◆ **Collected data**:
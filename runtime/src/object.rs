use core::sync::atomic::{AtomicPtr, Ordering};

use crate::class::{Class, Imp};
use crate::error::{Result, RuntimeError};
use crate::selector::Sel;

/// Object header. Types that embed it first (`#[repr(C)]`) can be passed as
/// receivers of any method.
#[repr(C)]
#[derive(Debug)]
pub struct Object {
    isa: AtomicPtr<Class>,
}

impl Object {
    pub fn new(class: &'static Class) -> Self {
        Self {
            isa: AtomicPtr::new(class as *const Class as *mut Class),
        }
    }

    pub fn class(&self) -> &'static Class {
        // isa is only ever written from &'static Class.
        unsafe { &*self.isa.load(Ordering::Acquire) }
    }

    /// Points this object at another class and returns the previous one.
    pub fn set_class(&self, class: &'static Class) -> &'static Class {
        let old = self.isa.swap(class as *const Class as *mut Class, Ordering::AcqRel);
        unsafe { &*old }
    }

    pub fn responds_to(&self, sel: Sel) -> bool {
        self.class().instance_method(sel).is_some()
    }

    /// Resolves the current implementation of `sel` and hands it to `call`.
    ///
    /// The calling thread stays pinned to the global reclamation epoch for the
    /// whole call, so an implementation that gets unhooked concurrently is not
    /// released before `call` returns.
    ///
    /// ```
    /// use swizzle_runtime::{Class, Imp, Object, Sel};
    ///
    /// extern "C" fn answer(_this: &Object, _cmd: Sel) -> i64 {
    ///     42
    /// }
    ///
    /// let class = Class::register("Doc.Answer", None).unwrap();
    /// let sel = Sel::register("answer");
    /// let imp = Imp::new(answer as *const core::ffi::c_void).unwrap();
    /// unsafe { class.add_method(sel, imp, "q@:") };
    ///
    /// let obj = Object::new(class);
    /// let value = obj
    ///     .send(sel, |imp| unsafe {
    ///         imp.cast::<extern "C" fn(&Object, Sel) -> i64>()(&obj, sel)
    ///     })
    ///     .unwrap();
    /// assert_eq!(value, 42);
    /// ```
    pub fn send<R>(&self, sel: Sel, call: impl FnOnce(Imp) -> R) -> Result<R> {
        let _guard = crossbeam_epoch::pin();
        let class = self.class();
        let method = class.instance_method(sel).ok_or_else(|| RuntimeError::SelectorNotFound {
            class: class.name().to_owned(),
            selector: sel.name().to_owned(),
        })?;
        Ok(call(method.implementation()))
    }
}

◆ **PROBLEM TO SOLVE**: Letter for letter, copy all of the entries above.

◆ **OUTPUT FOR THIS EXERCISE**:
filename runtime/src/object.rs
use core::sync::atomic::{AtomicPtr, Ordering};

use crate::class::{Class, Imp};
use crate::error::{Result, RuntimeError};
use crate::selector::Sel;

/// Object header. Types that embed it first (`#[repr(C)]`) can be passed as
/// receivers of any method.
#[repr(C)]
#[derive(Debug)]
pub struct Object {
    isa: AtomicPtr<Class>,
}

impl Object {
    pub fn new(class: &'static Class) -> Self {
        Self {
            isa: AtomicPtr::new(class as *const Class as *mut Class),
        }
    }

    pub fn class(&self) -> &'static Class {
        // isa is only ever written from &'static Class.
        unsafe { &*self.isa.load(Ordering::Acquire) }
    }

    /// Points this object at another class and returns the previous one.
    pub fn set_class(&self, class: &'static Class) -> &'static Class {
        let old = self.isa.swap(class as *const Class as *mut Class, Ordering::AcqRel);
        unsafe { &*old }
    }

    pub fn responds_to(&self, sel: Sel) -> bool {
        self.class().instance_method(sel).is_some()
    }

    /// Resolves the current implementation of `sel` and hands it to `call`.
    ///
    /// The calling thread stays pinned to the global reclamation epoch for the
    /// whole call, so an implementation that gets unhooked concurrently is not
    /// released before `call` returns.
    ///
    /// ```
    /// use swizzle_runtime::{Class, Imp, Object, Sel};
    ///
    /// extern "C" fn answer(_this: &Object, _cmd: Sel) -> i64 {
    ///     42
    /// }
    ///
    /// let class = Class::register("Doc.Answer", None).unwrap();
    /// let sel = Sel::register("answer");
    /// let imp = Imp::new(answer as *const core::ffi::c_void).unwrap();
    /// unsafe { class.add_method(sel, imp, "q@:") };
    ///
    /// let obj = Object::new(class);
    /// let value = obj
    ///     .send(sel, |imp| unsafe {
    ///         imp.cast::<extern "C" fn(&Object, Sel) -> i64>()(&obj, sel)
    ///     })
    ///     .unwrap();
    /// assert_eq!(value, 42);
    /// ```
    pub fn send<R>(&self, sel: Sel, call: impl FnOnce(Imp) -> R) -> Result<R> {
        let _guard = crossbeam_epoch::pin();
        let class = self.class();
        let method = class.instance_method(sel).ok_or_else(|| RuntimeError::SelectorNotFound {
            class: class.name().to_owned(),
            selector: sel.name().to_owned(),
        })?;
        Ok(call(method.implementation()))
    }
}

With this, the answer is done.